- _What is being asked_
Will you give every entry again exactly as it stands?

- _Saved entries_
=== Section Start ===
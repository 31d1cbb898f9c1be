/// Datastore-layer errors. A failed plan call for a bad candidate query is
/// NOT one of these; that comes back as a verdict. These mean the store
/// itself is broken or unreachable, which is fatal to the request.
#[derive(Debug, thiserror::Error)]
pub enum DatastoreError {
    #[error("database unreachable: {reason}")]
    Unreachable { reason: String },

    #[error("SQL error: {message}")]
    SqlError { message: String },

    #[error("schema introspection failed: {reason}")]
    IntrospectionFailed { reason: String },

    #[error("document store corrupt: {details}")]
    CorruptDocument { details: String },
}
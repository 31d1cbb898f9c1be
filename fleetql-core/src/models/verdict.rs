use serde::{Deserialize, Serialize};

/// Outcome of validating one candidate SQL statement.
///
/// Produced by the validator, consumed by the orchestrator and pipeline
/// controller, never mutated. The message is either a confirmation or a
/// structured diagnostic with a targeted fix suggestion.
#[derive(Debug, Clone, PartialEq, Eq, Serialize, Deserialize)]
pub struct ValidationVerdict {
    pub valid: bool,
    pub message: String,
}

impl ValidationVerdict {
    pub fn valid(message: impl Into<String>) -> Self {
        Self {
            valid: true,
            message: message.into(),
        }
    }

    pub fn invalid(message: impl Into<String>) -> Self {
        Self {
            valid: false,
            message: message.into(),
        }
    }
}
use serde::{Deserialize, Serialize};

use crate::constants;

/// SQL generation configuration.
#[derive(Debug, Clone, Serialize, Deserialize)]
#[serde(default)]
pub struct GenerationConfig {
    /// Models tried in order until one produces valid SQL.
    pub models: Vec<String>,
    /// Attempts per model before moving to the next one.
    pub max_retries: usize,
    /// LLM backend endpoint (Ollama-compatible).
    pub llm_url: String,
    /// Per-request timeout (seconds).
    pub request_timeout_secs: u64,
    /// Sampling temperature. Kept low so output stays parseable.
    pub temperature: f64,
}

impl Default for GenerationConfig {
    fn default() -> Self {
        Self {
            models: vec![
                "mannix/defog-llama3-sqlcoder-8b:latest".to_string(),
                "llama3.1:8b".to_string(),
                "deepseek-coder-v2".to_string(),
            ],
            max_retries: constants::DEFAULT_MAX_RETRIES,
            llm_url: "http://localhost:11434".to_string(),
            request_timeout_secs: 120,
            temperature: 0.1,
        }
    }
}
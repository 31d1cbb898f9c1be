/// One attempt within a single `generate` invocation. Ephemeral; lives
/// only long enough to thread error history into the next prompt.
#[derive(Debug, Clone)]
pub struct GenerationAttempt {
    pub model: String,
    pub attempt_number: usize,
    pub prompt: String,
    pub resulting_sql: String,
    pub validation_error: Option<String>,
}

/// Final outcome of a `generate` invocation.
#[derive(Debug, Clone)]
pub struct GenerationOutcome {
    pub sql: String,
    pub success: bool,
    pub model_used: String,
}

impl GenerationOutcome {
    pub fn success(sql: impl Into<String>, model: impl Into<String>) -> Self {
        Self {
            sql: sql.into(),
            success: true,
            model_used: model.into(),
        }
    }

    pub fn failure(sql: impl Into<String>, model: impl Into<String>) -> Self {
        Self {
            sql: sql.into(),
            success: false,
            model_used: model.into(),
        }
    }
}
use crate::errors::FleetqlResult;

/// Embedding generation provider.
///
/// Implementations must return unit-normalized vectors; every consumer
/// compares embeddings with a plain dot product.
pub trait IEmbeddingProvider: Send + Sync {
    /// Embed a single text, returning a unit-length vector of floats.
    fn embed(&self, text: &str) -> FleetqlResult<Vec<f32>>;

    /// Embed a batch of texts.
    fn embed_batch(&self, texts: &[String]) -> FleetqlResult<Vec<Vec<f32>>> {
        texts.iter().map(|t| self.embed(t)).collect()
    }

    /// The dimensionality of embeddings produced by this provider.
    fn dimensions(&self) -> usize;

    /// Human-readable provider name.
    fn name(&self) -> &str;

    /// Whether this provider is currently available.
    fn is_available(&self) -> bool {
        true
    }
}
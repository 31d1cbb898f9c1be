//! Question normalization, context retrieval, and table relevance.
//!
//! Turns a natural-language fleet question into the material the SQL
//! generator prompts with: reranked corpus documents, intent templates,
//! and the set of tables the question is actually about.

pub mod corpus;
pub mod engine;
pub mod intent;
pub mod normalize;
pub mod tables;

pub use corpus::{build_documents, index_corpus, seed_examples};
pub use engine::{ContextRetriever, ScoredDocument};
pub use normalize::{
    estimate_complexity, extract_parameters, extract_vehicle_id, has_negative_intent,
    normalize_question,
};
pub use tables::{detect_concepts, determine_relevant_tables, Concept};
=== Section End ===
- _Task result_
repository 31d1cbb898f9c1be
/// Datastore-layer errors. A failed plan call for a bad candidate query is
/// NOT one of these; that comes back as a verdict. These mean the store
/// itself is broken or unreachable, which is fatal to the request.
#[derive(Debug, thiserror::Error)]
pub enum DatastoreError {
    #[error("database unreachable: {reason}")]
    Unreachable { reason: String },

    #[error("SQL error: {message}")]
    SqlError { message: String },

    #[error("schema introspection failed: {reason}")]
    IntrospectionFailed { reason: String },

    #[error("document store corrupt: {details}")]
    CorruptDocument { details: String },
}
repository 31d1cbb898f9c1be
filename fleetql-core/src/models/verdict.rs
use serde::{Deserialize, Serialize};

/// Outcome of validating one candidate SQL statement.
///
/// Produced by the validator, consumed by the orchestrator and pipeline
/// controller, never mutated. The message is either a confirmation or a
/// structured diagnostic with a targeted fix suggestion.
#[derive(Debug, Clone, PartialEq, Eq, Serialize, Deserialize)]
pub struct ValidationVerdict {
    pub valid: bool,
    pub message: String,
}

impl ValidationVerdict {
    pub fn valid(message: impl Into<String>) -> Self {
        Self {
            valid: true,
            message: message.into(),
        }
    }

    pub fn invalid(message: impl Into<String>) -> Self {
        Self {
            valid: false,
            message: message.into(),
        }
    }
}
use serde::{Deserialize, Serialize};

use crate::constants;

/// SQL generation configuration.
#[derive(Debug, Clone, Serialize, Deserialize)]
#[serde(default)]
pub struct GenerationConfig {
    /// Models tried in order until one produces valid SQL.
    pub models: Vec<String>,
    /// Attempts per model before moving to the next one.
    pub max_retries: usize,
    /// LLM backend endpoint (Ollama-compatible).
    pub llm_url: String,
    /// Per-request timeout (seconds).
    pub request_timeout_secs: u64,
    /// Sampling temperature. Kept low so output stays parseable.
    pub temperature: f64,
}

impl Default for GenerationConfig {
    fn default() -> Self {
        Self {
            models: vec![
                "mannix/defog-llama3-sqlcoder-8b:latest".to_string(),
                "llama3.1:8b".to_string(),
                "deepseek-coder-v2".to_string(),
            ],
            max_retries: constants::DEFAULT_MAX_RETRIES,
            llm_url: "http://localhost:11434".to_string(),
            request_timeout_secs: 120,
            temperature: 0.1,
        }
    }
}
repository 31d1cbb898f9c1be
/// One attempt within a single `generate` invocation. Ephemeral; lives
/// only long enough to thread error history into the next prompt.
#[derive(Debug, Clone)]
pub struct GenerationAttempt {
    pub model: String,
    pub attempt_number: usize,
    pub prompt: String,
    pub resulting_sql: String,
    pub validation_error: Option<String>,
}

/// Final outcome of a `generate` invocation.
#[derive(Debug, Clone)]
pub struct GenerationOutcome {
    pub sql: String,
    pub success: bool,
    pub model_used: String,
}

impl GenerationOutcome {
    pub fn success(sql: impl Into<String>, model: impl Into<String>) -> Self {
        Self {
            sql: sql.into(),
            success: true,
            model_used: model.into(),
        }
    }

    pub fn failure(sql: impl Into<String>, model: impl Into<String>) -> Self {
        Self {
            sql: sql.into(),
            success: false,
            model_used: model.into(),
        }
    }
}
use crate::errors::FleetqlResult;

/// Embedding generation provider.
///
/// Implementations must return unit-normalized vectors; every consumer
/// compares embeddings with a plain dot product.
pub trait IEmbeddingProvider: Send + Sync {
    /// Embed a single text, returning a unit-length vector of floats.
    fn embed(&self, text: &str) -> FleetqlResult<Vec<f32>>;

    /// Embed a batch of texts.
    fn embed_batch(&self, texts: &[String]) -> FleetqlResult<Vec<Vec<f32>>> {
        texts.iter().map(|t| self.embed(t)).collect()
    }

    /// The dimensionality of embeddings produced by this provider.
    fn dimensions(&self) -> usize;

    /// Human-readable provider name.
    fn name(&self) -> &str;

    /// Whether this provider is currently available.
    fn is_available(&self) -> bool {
        true
    }
}
repository 31d1cbb898f9c1be
//! Question normalization, context retrieval, and table relevance.
//!
//! Turns a natural-language fleet question into the material the SQL
//! generator prompts with: reranked corpus documents, intent templates,
//! and the set of tables the question is actually about.

pub mod corpus;
pub mod engine;
pub mod intent;
pub mod normalize;
pub mod tables;

pub use corpus::{build_documents, index_corpus, seed_examples};
pub use engine::{ContextRetriever, ScoredDocument};
pub use normalize::{
    estimate_complexity, extract_parameters, extract_vehicle_id, has_negative_intent,
    normalize_question,
};
pub use tables::{detect_concepts, determine_relevant_tables, Concept};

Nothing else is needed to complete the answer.